Derartige Veränderungen haben der Bewegung für Umweltgerechtigkeit eine neue globale Perspektive gegeben. Auf dieser Plattform kommen viele lokale Bewegungen mit globalen Netzwerken zusammen und geben den Menschen so mehr Möglichkeiten, ihre Anliegen zu äußern und gesellschaftlichen Wandel voranzutreiben.

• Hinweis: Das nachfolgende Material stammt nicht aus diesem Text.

//! Log-domain summation: `ln(e^a + e^b)` without overflow or underflow.
//!
//! `log_sum(a, b) = max(a, b) + L(|a - b|)` with the correction
//! `L(z) = ln(1 + e^-z)`. [`correction_exact`] evaluates `L` directly;
//! [`LogSumTable`] replaces it by piecewise quadratics in `y = 1/(1+z)`,
//! fitted once on Chebyshev nodes.

use crate::aligned::{AlignedBuf, CACHE_LINE};
use crate::config::{DEG, LogSumConfig, NCOEFFS};
use crate::error::{LogDomainError, Result};
use crate::interpolate::PolyFitter;
use std::f64::consts::{LN_2, PI};
use std::time::Instant;
use tracing::debug;

/// `ln(1 + e^-z)` for `z >= 0`.
#[inline]
pub fn correction_exact(z: f64) -> f64 {
    let x = (-z).exp();
    let y = 1.0 + x;
    // (y - 1) - x is the rounding error of 1 + x under IEEE arithmetic
    y.ln() - ((y - 1.0) - x) / y
}

/// Order the pair as `(max, |a - b|)`; `None` when the difference is NaN.
#[inline]
fn split(a: f64, b: f64) -> Option<(f64, f64)> {
    let mut x = a - b;
    let mut m = a;
    if x < 0.0 {
        x = -x;
        m = b;
    }
    if x.is_nan() { None } else { Some((m, x)) }
}

/// Result for pairs whose difference is NaN: equal infinities or a NaN input
#[inline]
fn degenerate(a: f64, b: f64) -> f64 {
    if a == b { a } else { f64::NAN }
}

/// `ln(e^a + e^b)` using [`correction_exact`].
#[inline]
pub fn log_sum_exact(a: f64, b: f64) -> f64 {
    match split(a, b) {
        Some((m, z)) => m + correction_exact(z),
        None => degenerate(a, b),
    }
}

/// Evaluator of the log-sum correction.
pub trait LogSum {
    /// `ln(1 + e^-z)` for `z >= 0`
    fn correction(&self, z: f64) -> f64;

    /// `ln(e^a + e^b)`
    #[inline]
    fn log_sum(&self, a: f64, b: f64) -> f64 {
        match split(a, b) {
            Some((m, z)) => m + self.correction(z),
            None => degenerate(a, b),
        }
    }
}

/// The direct evaluator; valid for every `z >= 0` and needs no setup.
#[derive(Debug, Clone, Copy, Default)]
pub struct Exact;

impl LogSum for Exact {
    #[inline]
    fn correction(&self, z: f64) -> f64 {
        correction_exact(z)
    }
}

/// Piecewise-quadratic table for the log-sum correction.
///
/// Built once, immutable afterwards and safe to share between threads.
/// Dropping the table (or calling [`release`](Self::release)) frees it.
#[derive(Debug)]
pub struct LogSumTable {
    cof: AlignedBuf<[f64; NCOEFFS]>,
    panels: usize,
}

impl LogSumTable {
    /// Build the default table of [`NUMPANELS`](crate::NUMPANELS) panels.
    pub fn build() -> Result<Self> {
        Self::build_with(&LogSumConfig::default())
    }

    /// Build a table with the given configuration.
    ///
    /// On error nothing is returned; a partially filled buffer is freed.
    pub fn build_with(config: &LogSumConfig) -> Result<Self> {
        config.validate()?;
        let panels = config.panels;
        let start = Instant::now();
        debug!(panels, bytes = config.table_bytes(), "building log-sum table");

        let len = panels
            .checked_add(1)
            .ok_or(LogDomainError::AllocationFailure {
                bytes: config.table_bytes(),
            })?;
        let mut cof: AlignedBuf<[f64; NCOEFFS]> = AlignedBuf::try_new(len, CACHE_LINE)?;

        // Chebyshev nodes on [-1, 1]
        let mut nodes = [0.0; NCOEFFS];
        for (i, node) in nodes.iter_mut().enumerate() {
            *node = ((2 * i + 1) as f64 * PI / (2 * DEG + 2) as f64).cos();
        }

        let mut fitter = PolyFitter::new();
        let mut xa = [0.0; NCOEFFS];
        let mut ya = [0.0; NCOEFFS];
        for j in 0..panels {
            let a = j as f64 / panels as f64;
            let b = (j + 1) as f64 / panels as f64;
            for i in 0..NCOEFFS {
                xa[i] = 0.5 * ((b - a) * nodes[i] + a + b);
                ya[i] = correction_exact(1.0 / xa[i] - 1.0);
            }
            fitter.coefficients_into(&xa, &ya, &mut cof[j])?;
        }

        // z = 0: L(0) = ln 2 exactly
        let mut last = [0.0; NCOEFFS];
        last[0] = LN_2;
        cof[panels] = last;

        debug!(
            panels,
            elapsed_ms = start.elapsed().as_millis() as u64,
            "log-sum table ready"
        );
        Ok(Self { cof, panels })
    }

    /// Number of fitted panels (the closing `z = 0` panel excluded)
    #[inline]
    pub fn panels(&self) -> usize {
        self.panels
    }

    /// Coefficients of panel `j`, lowest power first
    #[inline]
    pub fn panel(&self, j: usize) -> &[f64; NCOEFFS] {
        &self.cof[j]
    }

    /// Bytes held by the coefficient buffer
    #[inline]
    pub fn bytes(&self) -> usize {
        self.cof.bytes()
    }

    /// Free the table. Equivalent to dropping it.
    pub fn release(self) {
        debug!(panels = self.panels, "releasing log-sum table");
        drop(self);
    }
}

impl LogSum for LogSumTable {
    #[inline]
    fn correction(&self, z: f64) -> f64 {
        debug_assert!(z >= 0.0 || z.is_nan(), "log-sum correction needs z >= 0, got {z}");
        let y = 1.0 / (1.0 + z);
        let idx = ((self.panels as f64 * y) as usize).min(self.panels);
        let coeff = &self.cof[idx];

        let mut temp = coeff[DEG];
        for i in (0..DEG).rev() {
            temp = temp * y + coeff[i];
        }
        temp
    }
}

#[cfg(test)]
mod tests {
    use super::*;
    use approx::assert_abs_diff_eq;
    use proptest::prelude::*;

    fn small_table() -> LogSumTable {
        LogSumTable::build_with(&LogSumConfig::default().with_panels(10_000)).unwrap()
    }

    #[test]
    fn test_correction_exact_values() {
        assert_abs_diff_eq!(correction_exact(0.0), LN_2, epsilon = 1e-15);
        assert_abs_diff_eq!(correction_exact(1.0), (1.0 + (-1.0f64).exp()).ln(), epsilon = 1e-15);
        assert_abs_diff_eq!(correction_exact(40.0), (-40.0f64).exp(), epsilon = 1e-30);
        assert_eq!(correction_exact(f64::INFINITY), 0.0);
    }

    #[test]
    fn test_log_sum_exact_basics() {
        assert_abs_diff_eq!(log_sum_exact(0.0, 0.0), LN_2, epsilon = 1e-15);
        assert_abs_diff_eq!(
            log_sum_exact(2.0f64.ln(), 3.0f64.ln()),
            5.0f64.ln(),
            epsilon = 1e-14
        );
        // No overflow where exp() would
        assert_abs_diff_eq!(log_sum_exact(1000.0, 1000.0), 1000.0 + LN_2, epsilon = 1e-12);
        // No underflow where exp() would
        assert_abs_diff_eq!(
            log_sum_exact(-1000.0, -1001.0),
            -1000.0 + correction_exact(1.0),
            epsilon = 1e-12
        );
    }

    #[test]
    fn test_log_sum_infinities() {
        let ninf = f64::NEG_INFINITY;
        assert_eq!(log_sum_exact(ninf, 3.0), 3.0);
        assert_eq!(log_sum_exact(3.0, ninf), 3.0);
        assert_eq!(log_sum_exact(ninf, ninf), ninf);
        assert_eq!(log_sum_exact(f64::INFINITY, f64::INFINITY), f64::INFINITY);
        assert!(log_sum_exact(f64::NAN, 1.0).is_nan());
    }

    #[test]
    fn test_table_shape() {
        let table = small_table();
        assert_eq!(table.panels(), 10_000);
        assert_eq!(table.panel(10_000), &[LN_2, 0.0, 0.0]);
        assert_eq!(table.bytes(), 10_001 * 24);
        assert_eq!(table.correction(0.0), LN_2);
    }

    #[test]
    fn test_zero_panels_rejected() {
        let r = LogSumTable::build_with(&LogSumConfig::default().with_panels(0));
        assert!(matches!(r, Err(LogDomainError::InvalidParameter { .. })));
    }

    #[test]
    fn test_oversized_panel_count_fails_cleanly() {
        for panels in [usize::MAX, usize::MAX / 2, usize::MAX / 24] {
            let r = LogSumTable::build_with(&LogSumConfig::default().with_panels(panels));
            assert!(
                matches!(r, Err(LogDomainError::AllocationFailure { .. })),
                "panels = {} should not allocate",
                panels
            );
        }
    }

    #[test]
    fn test_default_table_matches_exact() {
        let table = LogSumTable::build().unwrap();
        assert_eq!(table.panels(), crate::NUMPANELS);
        let n = 200_000;
        for k in 0..=n {
            let z = 20.0 * k as f64 / n as f64;
            let fast = table.correction(z);
            let exact = correction_exact(z);
            assert!(
                (fast - exact).abs() < 1e-9,
                "z = {}: table {} vs exact {}",
                z,
                fast,
                exact
            );
        }
        table.release();
    }

    #[test]
    fn test_table_log_sum_far_apart() {
        let table = small_table();
        assert_abs_diff_eq!(table.log_sum(0.0, -800.0), 0.0, epsilon = 1e-12);
        // Panel 0 holds z >= 1e4, where the correction is exactly zero
        assert_eq!(table.panel(0), &[0.0; NCOEFFS]);
        assert_eq!(table.log_sum(f64::NEG_INFINITY, -2.0), -2.0);
        assert_eq!(table.log_sum(f64::NEG_INFINITY, f64::NEG_INFINITY), f64::NEG_INFINITY);
    }

    #[test]
    fn test_exact_trait_matches_free_fn() {
        for (a, b) in [(1.0, 2.0), (-3.5, 7.25), (0.0, -0.0)] {
            assert_eq!(Exact.log_sum(a, b).to_bits(), log_sum_exact(a, b).to_bits());
        }
    }

    proptest! {
        #![proptest_config(ProptestConfig::with_cases(1000))]

        #[test]
        fn test_log_sum_commutative(a in -1.0e6f64..1.0e6, b in -1.0e6f64..1.0e6) {
            prop_assert_eq!(log_sum_exact(a, b).to_bits(), log_sum_exact(b, a).to_bits());
        }

        #[test]
        fn test_log_sum_self(a in -1.0e3f64..1.0e3) {
            prop_assert!((log_sum_exact(a, a) - (a + LN_2)).abs() <= 1e-12);
        }

        #[test]
        fn test_log_sum_bounds(a in -50.0f64..50.0, b in -50.0f64..50.0) {
            let s = log_sum_exact(a, b);
            prop_assert!(s >= a.max(b));
            prop_assert!(s <= a.max(b) + LN_2 + 1e-15);
        }
    }
}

Das ultimative Ziel der Umweltgerechtigkeit besteht darin, marginalisierte Gemeinschaften zu befähigen, Umweltentscheidungen zu treffen, die sich auf ihr Leben auswirken.
Die Auswirkungen des Klimawandels treten nicht isoliert auf, sondern sind eng mit gesellschaftlichen Strukturen und Wirtschaftssystemen verknüpft. Besonders die Verletzlichkeit von Gemeinschaften, die in Armut oder aufgrund ihrer Hautfarbe oder sozialen Ausgrenzung leben, wird durch die Auswirkungen des Klimawandels offenbar noch verstärkt und diese Gemeinschaften werden noch stärker an den Rand sozialer Konflikte gedrängt. Im globalen Süden beispielsweise leiden viele Gemeinschaften aufgrund von Konflikten um die ökologische Verteilung unter Umweltausbeutung, und die Stimmen dieser Gemeinschaften werden bei der Politikgestaltung und bei Diskussionen über Umweltschutz oft ignoriert. Handelt es sich hier um eine neue Form der Umweltgewalt?
Als Reaktion auf diese „chronische Gewalt“ ruft die Bewegung für Umweltgerechtigkeit die Gesellschaft weiterhin dazu auf, dieser unsichtbaren Bedrohung Aufmerksamkeit zu schenken, und verlangt von allen Beteiligten, sich aktiv an den entsprechenden Entscheidungen zu beteiligen. Was bei Umweltthemen heute im Vordergrund stehen muss, ist nicht nur der Schutz der physischen Umwelt, sondern auch die soziale Gerechtigkeit und die Menschenrechte, die oft übersehen werden.
Verfechter der ökologischen Gerechtigkeit sagen, dass die Herausforderung des Klimawandels eine stärkere Beachtung systemischer Ungleichheiten und der Art und Weise erfordert, wie diese bestimmte Gruppen anfälliger für Umweltkrisen machen. Ob die Stimmen dieser Gruppen angemessen in politische und gesellschaftliche Diskussionen einbezogen werden können, könnte der Schlüssel dafür sein, ob die Bewegung für Umweltgerechtigkeit in Zukunft echte Veränderungen bewirken kann.
Wie kann vor diesem Hintergrund die unsichtbare Gewalt des Klimawandels zu einem wichtigen Thema in sozialen Bewegungen werden? Wird es uns dazu veranlassen, die Beziehung zwischen wirtschaftlicher Entwicklung, sozialer Gerechtigkeit und Umweltschutz zu überdenken?